Published Resources Details Thesis
- Title
- Multicultural education: policy responses to cultural diversity 1972-1989
- Type of Work
- PhD thesis
- Imprint
- La Trobe University, Bundoora VIC, 1995
- Subject
- Victoria
- Abstract
Multiculturalism evolved as a policy in Australia between 1972 and 1989 in response to the growing demands of ethnic minority groups for increased equality and recognition of cultural diversity. During that period, policy makers, in attempting to achieve a balance between the dominant majority and diverse ethnic minority groups, have tried to reconcile the policy tensions deriving from the conceptual contradictions of multiculturalism which espouses the maintenance of cultural identity and the celebration of cultural diversity in a socially cohesive nation, equality and social justice, and more recently, economic efficiency.
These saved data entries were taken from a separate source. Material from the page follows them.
//! Background-task orchestration: an in-memory registry of simulation jobs
//! plus one worker thread per in-flight job.
//!
//! Concurrency contract: the registry map is safe for concurrent inserts and
//! lookups from any context; after insertion, exactly one worker mutates a
//! given entry (single-writer invariant), and pollers only ever take
//! point-in-time snapshots. Entries live for the lifetime of the process.

use std::path::{Path, PathBuf};
use std::sync::Arc;
use std::sync::atomic::{AtomicBool, Ordering};

use dashmap::DashMap;
use serde_json::{Value, json};
use tracing::{error, info, warn};

use simdock_protocol::{Progress, SessionId, TaskId, TaskStatus, TaskStatusResponse};

use crate::engine::{ArtifactFile, JobContext, SimulationEngine, normalize_config};
use crate::store;

struct TaskEntry {
    session_id: SessionId,
    status: TaskStatus,
    progress: Progress,
    result: Option<Value>,
    files: Option<simdock_protocol::FileListing>,
}

/// Launches jobs and serves pollable status snapshots.
pub struct TaskOrchestrator {
    tasks: Arc<DashMap<TaskId, TaskEntry>>,
    engine: Arc<dyn SimulationEngine>,
}

/// Per-job handles shared with the owning session.
pub struct JobHandles {
    /// Flipped true while the job runs, false on completion.
    pub running: Arc<AtomicBool>,
    /// Cooperative cancellation flag, set when the session ends.
    pub cancel: Arc<AtomicBool>,
}

impl TaskOrchestrator {
    pub fn new(engine: Arc<dyn SimulationEngine>) -> Self {
        Self {
            tasks: Arc::new(DashMap::new()),
            engine,
        }
    }

    /// Register a task and start its worker thread. Never blocks on job
    /// completion.
    pub fn launch(
        &self,
        session_id: &SessionId,
        session_root: PathBuf,
        config: Option<String>,
        handles: JobHandles,
    ) -> TaskId {
        let task_id = uuid::Uuid::new_v4().simple().to_string();
        self.tasks.insert(
            task_id.clone(),
            TaskEntry {
                session_id: session_id.clone(),
                status: TaskStatus::Running,
                progress: Progress::queued(),
                result: None,
                files: None,
            },
        );

        let tasks = Arc::clone(&self.tasks);
        let engine = Arc::clone(&self.engine);
        let worker_id = task_id.clone();
        let thread_name = format!("sim-task-{task_id}");
        handles.running.store(true, Ordering::SeqCst);

        let spawned = std::thread::Builder::new().name(thread_name).spawn(move || {
            run_worker(tasks, engine, worker_id, session_root, config, &handles);
            handles.running.store(false, Ordering::SeqCst);
        });
        if let Err(e) = spawned {
            error!(task_id = %task_id, error = %e, "failed to spawn worker thread");
            if let Some(mut entry) = self.tasks.get_mut(&task_id) {
                entry.status = TaskStatus::Failed;
                entry.result = Some(json!({"error": format!("failed to start worker: {e}")}));
                entry.progress.percent = Some(100.0);
                entry.progress.message = "failed".to_string();
            }
        }

        info!(task_id = %task_id, session_id = %session_id, "simulation task launched");
        task_id
    }

    /// Point-in-time status snapshot. Unknown ids report `not_found` rather
    /// than erroring; the transport layer treats that like a 404.
    pub fn status(&self, task_id: &str) -> TaskStatusResponse {
        match self.tasks.get(task_id) {
            Some(entry) => TaskStatusResponse {
                task_id: task_id.to_string(),
                status: entry.status,
                progress: Some(entry.progress.clone()),
                result: entry.result.clone(),
                files: entry.files.clone(),
            },
            None => TaskStatusResponse::not_found(task_id.to_string()),
        }
    }

    /// Session owning a task, if the task is known.
    pub fn owner_of(&self, task_id: &str) -> Option<SessionId> {
        self.tasks.get(task_id).map(|e| e.session_id.clone())
    }
}

fn run_worker(
    tasks: Arc<DashMap<TaskId, TaskEntry>>,
    engine: Arc<dyn SimulationEngine>,
    task_id: TaskId,
    session_root: PathBuf,
    config: Option<String>,
    handles: &JobHandles,
) {
    let config = normalize_config(config.as_deref());

    let progress_tasks = Arc::clone(&tasks);
    let progress_id = task_id.clone();
    let mut progress = move |p: Progress| {
        if let Some(mut entry) = progress_tasks.get_mut(&progress_id) {
            entry.progress = p;
        }
    };

    let finalize_root = session_root.clone();
    let mut finalize = move |result: &Value, artifacts: &[ArtifactFile]| {
        harvest_artifacts(&finalize_root, result, artifacts);
    };

    let mut ctx = JobContext {
        progress: &mut progress,
        finalize: &mut finalize,
        cancel: Arc::clone(&handles.cancel),
    };

    let outcome = engine.run(&session_root, &config, &mut ctx);

    let files = store::scan_files(&session_root);
    let Some(mut entry) = tasks.get_mut(&task_id) else {
        return;
    };
    match outcome {
        Ok(result) => {
            entry.status = TaskStatus::Finished;
            entry.result = Some(result);
            entry.files = Some(files);
            entry.progress.percent = Some(100.0);
            entry.progress.message = "finished".to_string();
            info!(task_id = %task_id, "simulation task finished");
        }
        Err(e) => {
            entry.status = TaskStatus::Failed;
            entry.result = Some(json!({"error": e.to_string()}));
            entry.files = Some(files);
            // Forced terminal progress so pollers always see a finished bar.
            entry.progress.percent = Some(100.0);
            entry.progress.message = "failed".to_string();
            error!(task_id = %task_id, error = %e, "simulation task failed");
        }
    }
}

/// Copy job-produced artifacts into the session root before the engine
/// deletes its scratch files. The simulation result is more valuable than
/// the copies, so every failure here is logged and swallowed.
fn harvest_artifacts(session_root: &Path, result: &Value, artifacts: &[ArtifactFile]) {
    let stamp = chrono::Local::now().format("%Y-%m-%d_%H-%M-%S");
    let base_dir = format!("results/{stamp}");

    match serde_yaml::to_string(result) {
        Ok(summary) => {
            if let Err(e) = store::write_file(
                session_root,
                &format!("{base_dir}/summary.yaml"),
                Some(&Value::String(summary)),
            ) {
                warn!(error = %e, "failed to write result summary");
            }
        }
        Err(e) => warn!(error = %e, "failed to serialize result summary"),
    }

    for artifact in artifacts {
        let content = match std::fs::read_to_string(&artifact.path) {
            Ok(c) => c,
            Err(e) => {
                warn!(artifact = %artifact.name, error = %e, "failed to read artifact");
                continue;
            }
        };
        let target = format!("{base_dir}/{}", artifact.name);
        if let Err(e) = store::write_file(session_root, &target, Some(&Value::String(content))) {
            warn!(artifact = %artifact.name, error = %e, "failed to harvest artifact");
        }
    }
}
The Fraser Government responded to these dilemmas by translating multiculturalism into a policy which defined ethnicity in terms of cultural difference, thus emphasising the expressive dimensions of multiculturalism centred in the private domain and ignoring issues of structural inequality centred in the public domain. Thus, ethnic minority interests were accommodated with the minimum threat to the prevailing interests and values of the dominant majority. The Hawke Government, after initial indifference, recast multicultural policy in essentially utilitarian terms by emphasising its economic benefits in the face of deteriorating economic conditions. Accordingly, the Hawke Government placed increased emphasis on the instrumental dimensions of multiculturalism centred in the public domain. These shifts in multicultural policy were reflected in the changing emphases in multicultural education which successive Governments believed to be crucial in the implementation of multicultural policy. The multicultural education policies of the Victorian state Liberal and Labor Governments demonstrate two contrasting approaches in Commonwealth/State relations. Where the state Liberal Government was reactive to Commonwealth policy, its Labor counterpart adopted a proactive position which, initially, was ahead of the Commonwealth Government's policy in many respects. The thesis analyses the ways in which successive Governments have reconciled the policy tensions deriving from the conceptual contradictions of multiculturalism, both to balance competing interests and to adapt the policy to meet changing ideologies and circumstances.